**Task directions**. For each entry in the listing, produce an exact copy.

**Task data**.
|---|
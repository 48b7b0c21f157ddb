//! Window-gated emission of re-encoded frames.
//!
//! Data frames headed back to the wire cannot simply be written out:
//! the receiving peer grants transmission credit through window
//! updates, per stream and for the connection as a whole. The manager
//! holds queued data bytes per stream and releases them as credit
//! allows, re-chunked into data frames no larger than the default
//! payload limit. Non-data frames are not subject to windows and pass
//! straight through.
//!
//! Callers collect the returned wire bytes and push them into the
//! direction's hand-off queue; nothing is written here directly.

use std::collections::HashMap;

use bytes::{Bytes, BytesMut};

use crate::protocol::{flags, Frame, FrameKind, Settings, DEFAULT_MAX_PAYLOAD_SIZE};

/// Initial window size for the connection and for each new stream,
/// until the peer announces a different one.
pub const DEFAULT_WINDOW_SIZE: u64 = 65_535;

/// Per-stream transmission state: remaining credit plus queued bytes.
#[derive(Debug)]
struct FlowControl {
    stream_id: u32,
    window: u64,
    queue: BytesMut,
    end_flag: bool,
}

impl FlowControl {
    fn new(stream_id: u32, initial_window: u64) -> Self {
        Self {
            stream_id,
            window: initial_window,
            queue: BytesMut::new(),
            end_flag: false,
        }
    }

    fn add_window(&mut self, increment: u32) {
        self.window = self.window.saturating_add(u64::from(increment));
    }

    /// Queue a data frame's payload. The terminal flag is remembered and
    /// re-attached to the last chunk that drains the queue.
    fn enqueue(&mut self, frame: &Frame) {
        self.queue.extend_from_slice(frame.payload());
        if frame.is_end_stream() {
            self.end_flag = true;
        }
    }

    /// Release as much queued data as current credit allows.
    ///
    /// Returns `None` when nothing can be sent. Emitted frames carry at
    /// most [`DEFAULT_MAX_PAYLOAD_SIZE`] bytes each; the terminal flag
    /// goes on the final chunk only if the queue fully drained.
    fn dequeue(&mut self, connection_window: u64) -> Option<Vec<Frame>> {
        let capacity = self.window.min(connection_window);
        if capacity == 0 {
            if !self.queue.is_empty() {
                tracing::warn!(
                    stream_id = self.stream_id,
                    queued = self.queue.len(),
                    "flow-control window exhausted, data held back"
                );
            }
            return None;
        }

        let take = (self.queue.len() as u64).min(capacity) as usize;
        if take == 0 {
            return None;
        }
        self.window -= take as u64;

        let mut data = self.queue.split_to(take);
        let drained = self.queue.is_empty();
        let mut frames = Vec::new();
        while !data.is_empty() {
            let chunk = data.split_to(data.len().min(DEFAULT_MAX_PAYLOAD_SIZE as usize));
            let last = data.is_empty();
            let frame_flags = if last && drained && self.end_flag {
                flags::END_STREAM
            } else {
                0
            };
            frames.push(Frame::data(self.stream_id, frame_flags, chunk.freeze()));
        }
        Some(frames)
    }

    fn queued(&self) -> usize {
        self.queue.len()
    }
}

/// Connection-wide flow gate for one direction's outbound frames.
#[derive(Debug)]
pub struct FlowControlManager {
    flows: HashMap<u32, FlowControl>,
    connection_window: u64,
    initial_stream_window: u64,
}

impl Default for FlowControlManager {
    fn default() -> Self {
        Self::new()
    }
}

impl FlowControlManager {
    pub fn new() -> Self {
        Self {
            flows: HashMap::new(),
            connection_window: DEFAULT_WINDOW_SIZE,
            initial_stream_window: DEFAULT_WINDOW_SIZE,
        }
    }

    /// Submit a frame for emission.
    ///
    /// Non-data frames serialize immediately. Data frames are queued on
    /// their stream and released as window credit allows; the returned
    /// bytes may therefore be empty, cover only part of the payload, or
    /// include previously queued data.
    pub fn write(&mut self, frame: &Frame) -> Bytes {
        let mut out = BytesMut::new();
        if frame.kind() == FrameKind::Data {
            self.flow_mut(frame.stream_id()).enqueue(frame);
            self.drain_flow(frame.stream_id(), &mut out);
        } else {
            out.extend_from_slice(&frame.serialize());
        }
        out.freeze()
    }

    /// Apply a credit grant from the peer.
    ///
    /// Stream id 0 credits the shared connection window and retries
    /// every stream with queued data; any other id credits that stream
    /// alone. Returns the wire bytes the new credit released.
    pub fn add_window(&mut self, stream_id: u32, increment: u32) -> Bytes {
        let mut out = BytesMut::new();
        if stream_id == 0 {
            self.connection_window = self.connection_window.saturating_add(u64::from(increment));
            let mut ids: Vec<u32> = self.flows.keys().copied().collect();
            ids.sort_unstable();
            for id in ids {
                self.drain_flow(id, &mut out);
            }
        } else {
            self.flow_mut(stream_id).add_window(increment);
            self.drain_flow(stream_id, &mut out);
        }
        out.freeze()
    }

    /// Record the peer's announced initial window size.
    ///
    /// Acknowledgement frames carry no entries and are ignored. The new
    /// size applies to streams opened afterwards; windows of streams
    /// already open keep their current credit.
    pub fn apply_settings(&mut self, settings: &Settings, is_ack: bool) {
        if is_ack {
            return;
        }
        if self.initial_stream_window != DEFAULT_WINDOW_SIZE {
            tracing::warn!(
                current = self.initial_stream_window,
                "initial window size re-announced, existing streams keep their credit"
            );
        }
        self.initial_stream_window = u64::from(
            settings
                .initial_window_size()
                .unwrap_or(DEFAULT_WINDOW_SIZE as u32),
        );
    }

    /// Remaining connection-level credit.
    pub fn connection_window(&self) -> u64 {
        self.connection_window
    }

    /// Bytes queued for a stream, waiting on credit.
    pub fn queued(&self, stream_id: u32) -> usize {
        self.flows.get(&stream_id).map_or(0, FlowControl::queued)
    }

    /// Total bytes queued across all streams.
    pub fn queued_total(&self) -> usize {
        self.flows.values().map(FlowControl::queued).sum()
    }

    fn flow_mut(&mut self, stream_id: u32) -> &mut FlowControl {
        let initial = self.initial_stream_window;
        self.flows
            .entry(stream_id)
            .or_insert_with(|| FlowControl::new(stream_id, initial))
    }

    fn drain_flow(&mut self, stream_id: u32, out: &mut BytesMut) {
        let connection_window = self.connection_window;
        let Some(flow) = self.flows.get_mut(&stream_id) else {
            return;
        };
        let Some(frames) = flow.dequeue(connection_window) else {
            return;
        };
        for frame in &frames {
            self.connection_window -= frame.payload_len() as u64;
            out.extend_from_slice(&frame.serialize());
        }
    }
}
|---|
**Response to the exercise**.
repository 48b7b0c21f157ddb
//! Window-gated emission of re-encoded frames.
//!
//! Data frames headed back to the wire cannot simply be written out:
//! the receiving peer grants transmission credit through window
//! updates, per stream and for the connection as a whole. The manager
//! holds queued data bytes per stream and releases them as credit
//! allows, re-chunked into data frames no larger than the default
//! payload limit. Non-data frames are not subject to windows and pass
//! straight through.
//!
//! Callers collect the returned wire bytes and push them into the
//! direction's hand-off queue; nothing is written here directly.

use std::collections::HashMap;

use bytes::{Bytes, BytesMut};

use crate::protocol::{flags, Frame, FrameKind, Settings, DEFAULT_MAX_PAYLOAD_SIZE};

/// Initial window size for the connection and for each new stream,
/// until the peer announces a different one.
pub const DEFAULT_WINDOW_SIZE: u64 = 65_535;

/// Per-stream transmission state: remaining credit plus queued bytes.
#[derive(Debug)]
struct FlowControl {
    stream_id: u32,
    window: u64,
    queue: BytesMut,
    end_flag: bool,
}

impl FlowControl {
    fn new(stream_id: u32, initial_window: u64) -> Self {
        Self {
            stream_id,
            window: initial_window,
            queue: BytesMut::new(),
            end_flag: false,
        }
    }

    fn add_window(&mut self, increment: u32) {
        self.window = self.window.saturating_add(u64::from(increment));
    }

    /// Queue a data frame's payload. The terminal flag is remembered and
    /// re-attached to the last chunk that drains the queue.
    fn enqueue(&mut self, frame: &Frame) {
        self.queue.extend_from_slice(frame.payload());
        if frame.is_end_stream() {
            self.end_flag = true;
        }
    }

    /// Release as much queued data as current credit allows.
    ///
    /// Returns `None` when nothing can be sent. Emitted frames carry at
    /// most [`DEFAULT_MAX_PAYLOAD_SIZE`] bytes each; the terminal flag
    /// goes on the final chunk only if the queue fully drained.
    fn dequeue(&mut self, connection_window: u64) -> Option<Vec<Frame>> {
        let capacity = self.window.min(connection_window);
        if capacity == 0 {
            if !self.queue.is_empty() {
                tracing::warn!(
                    stream_id = self.stream_id,
                    queued = self.queue.len(),
                    "flow-control window exhausted, data held back"
                );
            }
            return None;
        }

        let take = (self.queue.len() as u64).min(capacity) as usize;
        if take == 0 {
            return None;
        }
        self.window -= take as u64;

        let mut data = self.queue.split_to(take);
        let drained = self.queue.is_empty();
        let mut frames = Vec::new();
        while !data.is_empty() {
            let chunk = data.split_to(data.len().min(DEFAULT_MAX_PAYLOAD_SIZE as usize));
            let last = data.is_empty();
            let frame_flags = if last && drained && self.end_flag {
                flags::END_STREAM
            } else {
                0
            };
            frames.push(Frame::data(self.stream_id, frame_flags, chunk.freeze()));
        }
        Some(frames)
    }

    fn queued(&self) -> usize {
        self.queue.len()
    }
}

/// Connection-wide flow gate for one direction's outbound frames.
#[derive(Debug)]
pub struct FlowControlManager {
    flows: HashMap<u32, FlowControl>,
    connection_window: u64,
    initial_stream_window: u64,
}

impl Default for FlowControlManager {
    fn default() -> Self {
        Self::new()
    }
}

impl FlowControlManager {
    pub fn new() -> Self {
        Self {
            flows: HashMap::new(),
            connection_window: DEFAULT_WINDOW_SIZE,
            initial_stream_window: DEFAULT_WINDOW_SIZE,
        }
    }

    /// Submit a frame for emission.
    ///
    /// Non-data frames serialize immediately. Data frames are queued on
    /// their stream and released as window credit allows; the returned
    /// bytes may therefore be empty, cover only part of the payload, or
    /// include previously queued data.
    pub fn write(&mut self, frame: &Frame) -> Bytes {
        let mut out = BytesMut::new();
        if frame.kind() == FrameKind::Data {
            self.flow_mut(frame.stream_id()).enqueue(frame);
            self.drain_flow(frame.stream_id(), &mut out);
        } else {
            out.extend_from_slice(&frame.serialize());
        }
        out.freeze()
    }

    /// Apply a credit grant from the peer.
    ///
    /// Stream id 0 credits the shared connection window and retries
    /// every stream with queued data; any other id credits that stream
    /// alone. Returns the wire bytes the new credit released.
    pub fn add_window(&mut self, stream_id: u32, increment: u32) -> Bytes {
        let mut out = BytesMut::new();
        if stream_id == 0 {
            self.connection_window = self.connection_window.saturating_add(u64::from(increment));
            let mut ids: Vec<u32> = self.flows.keys().copied().collect();
            ids.sort_unstable();
            for id in ids {
                self.drain_flow(id, &mut out);
            }
        } else {
            self.flow_mut(stream_id).add_window(increment);
            self.drain_flow(stream_id, &mut out);
        }
        out.freeze()
    }

    /// Record the peer's announced initial window size.
    ///
    /// Acknowledgement frames carry no entries and are ignored. The new
    /// size applies to streams opened afterwards; windows of streams
    /// already open keep their current credit.
    pub fn apply_settings(&mut self, settings: &Settings, is_ack: bool) {
        if is_ack {
            return;
        }
        if self.initial_stream_window != DEFAULT_WINDOW_SIZE {
            tracing::warn!(
                current = self.initial_stream_window,
                "initial window size re-announced, existing streams keep their credit"
            );
        }
        self.initial_stream_window = u64::from(
            settings
                .initial_window_size()
                .unwrap_or(DEFAULT_WINDOW_SIZE as u32),
        );
    }

    /// Remaining connection-level credit.
    pub fn connection_window(&self) -> u64 {
        self.connection_window
    }

    /// Bytes queued for a stream, waiting on credit.
    pub fn queued(&self, stream_id: u32) -> usize {
        self.flows.get(&stream_id).map_or(0, FlowControl::queued)
    }

    /// Total bytes queued across all streams.
    pub fn queued_total(&self) -> usize {
        self.flows.values().map(FlowControl::queued).sum()
    }

    fn flow_mut(&mut self, stream_id: u32) -> &mut FlowControl {
        let initial = self.initial_stream_window;
        self.flows
            .entry(stream_id)
            .or_insert_with(|| FlowControl::new(stream_id, initial))
    }

    fn drain_flow(&mut self, stream_id: u32, out: &mut BytesMut) {
        let connection_window = self.connection_window;
        let Some(flow) = self.flows.get_mut(&stream_id) else {
            return;
        };
        let Some(frames) = flow.dequeue(connection_window) else {
            return;
        };
        for frame in &frames {
            self.connection_window -= frame.payload_len() as u64;
            out.extend_from_slice(&frame.serialize());
        }
    }
}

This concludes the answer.